Le ciel, gris et bas, pesait comme un couvercle sur les toits de tuiles rouges du quartier voisin qui se nommait « l’Entonnoir ». Le grand bâtiment austère regardait la plage où une brume grise rampait au ras des vagues.

L’Institut Calot rassemblait une centaine d’enfants en cure climatique ou en convalescence après des opérations chirurgicales orthopédiques. L’air de Berck sur Mer était- paraît-il – depuis un siècle, réputé pour son air iodé qui favorisait la guérison de tuberculoses osseuses et autres saloperies du même genre.

Ce jour là n’était pas un jour comme les autres. C’était le 24 décembre. Une rumeur s’amplifiait de salle en salle. Les filles comme les garçons ne tenaient plus en place. Dans quelques heures, Noël s’annoncerait.

-- Noël ! Noël ! mot magique

Les yeux brillants d’attente impatiente, les enfants se répétaient ce joli nom comme un mot de passe. Il apportait tant d’espoir, tant de joie sans qu’ils puissent expliquer les raisons de cette allégresse.

-- Est-ce que tu cas rester couché, toi ? demandait l’un

-- Pas possible d’être debout pour le passage de la procession, répondait l’autre. Mais je ne dormirai pas. Je veux voir, tout voir.

-- Il paraît qu’il y aura tous les gens de la crêche, en vrai. Et même un mouton.

-- Pas possible. Comment il va monter les escaliers, le mouton ? Il va crotter partout.

Ils se mirent à rire en chœur à l’évocation de l’animal grimpant les marches du second étage.

-- Silence, là-bas, fit la religieuse de surveillance qui parvenait difficilement à contenir l’énervement de son petit monde. Je veux bien qu’on parle mais non pas qu’on braille !

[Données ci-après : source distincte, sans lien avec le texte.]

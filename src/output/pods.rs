//! Pod output formatter

use comfy_table::{presets::NOTHING, Table};
use serde::Serialize;

use super::common::{format_uptime, print_json, print_yaml};
use crate::cli::OutputFormat;
use crate::runpod::Pod;

/// Serializable pod for structured output (JSON/YAML)
#[derive(Serialize, Debug, PartialEq)]
struct SerializablePod {
    id: String,
    name: String,
    status: String,
    #[serde(skip_serializing_if = "Option::is_none")]
    gpu_count: Option<u32>,
    #[serde(skip_serializing_if = "Option::is_none")]
    uptime_seconds: Option<u64>,
    #[serde(skip_serializing_if = "Option::is_none")]
    ssh: Option<String>,
}

impl From<&Pod> for SerializablePod {
    fn from(pod: &Pod) -> Self {
        Self {
            id: pod.id.clone(),
            name: pod.name.clone(),
            status: pod.status_label().to_string(),
            gpu_count: pod.gpu_count,
            uptime_seconds: pod.runtime.as_ref().and_then(|r| r.uptime_in_seconds),
            ssh: ssh_display(pod),
        }
    }
}

/// `ip:port` of the SSH mapping, if any
fn ssh_display(pod: &Pod) -> Option<String> {
    pod.ssh_endpoint()
        .map(|e| format!("{}:{}", e.ip, e.port))
}

/// Output pods in the specified format, marking the active one in tables
pub fn output_pods(pods: &[Pod], active_id: Option<&str>, format: OutputFormat) {
    match format {
        OutputFormat::Table => output_table(pods, active_id),
        OutputFormat::Json => print_json(&to_serializable(pods)),
        OutputFormat::Yaml => print_yaml(&to_serializable(pods)),
    }
}

fn to_serializable(pods: &[Pod]) -> Vec<SerializablePod> {
    pods.iter().map(SerializablePod::from).collect()
}

fn output_table(pods: &[Pod], active_id: Option<&str>) {
    if pods.is_empty() {
        println!("No pods found.");
        return;
    }

    let mut table = Table::new();
    table.load_preset(NOTHING);
    table.set_header(vec!["", "Name", "ID", "Status", "GPUs", "Uptime", "SSH"]);

    for pod in pods {
        let marker = if active_id == Some(pod.id.as_str()) { "*" } else { "" };
        let gpus = pod.gpu_count.map(|g| g.to_string()).unwrap_or_default();
        let uptime = pod
            .runtime
            .as_ref()
            .and_then(|r| r.uptime_in_seconds)
            .map(format_uptime)
            .unwrap_or_default();
        let ssh = ssh_display(pod).unwrap_or_default();
        table.add_row(vec![
            marker,
            &pod.name,
            &pod.id,
            pod.status_label(),
            &gpus,
            &uptime,
            &ssh,
        ]);
    }

    println!("{table}");
    println!("\nTotal: {} pods", pods.len());
}

/// Print the active pod and the command that reaches it
pub fn output_pod_status(pod: &Pod, ssh_command: Option<&str>) {
    println!("Pod:     {} ({})", pod.name, pod.id);
    println!("Status:  {}", pod.status_label());
    if let Some(gpus) = pod.gpu_count {
        println!("GPUs:    {}", gpus);
    }
    if let Some(uptime) = pod.runtime.as_ref().and_then(|r| r.uptime_in_seconds) {
        println!("Uptime:  {}", format_uptime(uptime));
    }
    match ssh_command {
        Some(cmd) => println!("SSH:     {}", cmd),
        None => println!("SSH:     <not reachable, run 'pod start'>"),
    }
}

#[cfg(test)]
mod tests {
    use super::*;
    use crate::runpod::test_fixtures::pod_json;

    fn pods() -> Vec<Pod> {
        vec![
            serde_json::from_value(pod_json("p-1", "trainer", true)).unwrap(),
            serde_json::from_value(pod_json("p-2", "idle", false)).unwrap(),
        ]
    }

    #[test]
    fn test_serializable_running_pod() {
        let pods = pods();
        let row = SerializablePod::from(&pods[0]);
        assert_eq!(row.status, "running");
        assert_eq!(row.ssh.as_deref(), Some("213.173.1.5:40123"));
        assert_eq!(row.uptime_seconds, Some(12));
    }

    #[test]
    fn test_serializable_stopped_pod_skips_runtime_fields() {
        let pods = pods();
        let json = serde_json::to_value(SerializablePod::from(&pods[1])).unwrap();
        assert_eq!(json["status"], "EXITED");
        assert!(json.get("ssh").is_none());
        assert!(json.get("uptime_seconds").is_none());
    }

    #[test]
    fn test_output_table_empty() {
        output_table(&[], None);
    }

    #[test]
    fn test_output_all_formats() {
        let pods = pods();
        output_pods(&pods, Some("p-1"), OutputFormat::Table);
        output_pods(&pods, None, OutputFormat::Json);
        output_pods(&pods, None, OutputFormat::Yaml);
    }

    #[test]
    fn test_output_pod_status() {
        let pods = pods();
        output_pod_status(&pods[0], Some("ssh root@213.173.1.5 -p 40123"));
        output_pod_status(&pods[1], None);
    }
}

C’était dur pour ces quarante gosses de dix ans de se taire alors que la fête s’annonçait. Ils avaient tant et tant de choses à se confier, du temps où ils étaient encore sur leurs deux jambes, comme tout le monde. Du temps de Noël qu’ils avaient vécu, avec leurs parents, frères et sœurs, les lumières de la fête, les guirlandes lumineuses tendues au travers des rues, les vitrines étincelantes et envahies de cadeaux enrubannés.

Tant de souvenirs qui montaient en eux et qu’ils voulaient s’échanger de lit en lit. Mais comment se parler quand le copain, le cour bloqué dans sa minerve de plâtre, se trouvait cloué dans son lit, allongé comme une momie vingt mètres plus loin ? Comment chuchoter alors que l’autre, le plus déluré, celui qui sait tout sans jamais pouvoir bouger, coincé dans des lanières qui l’écartèlent, demeure coincé tout au bout de la grande chambre ?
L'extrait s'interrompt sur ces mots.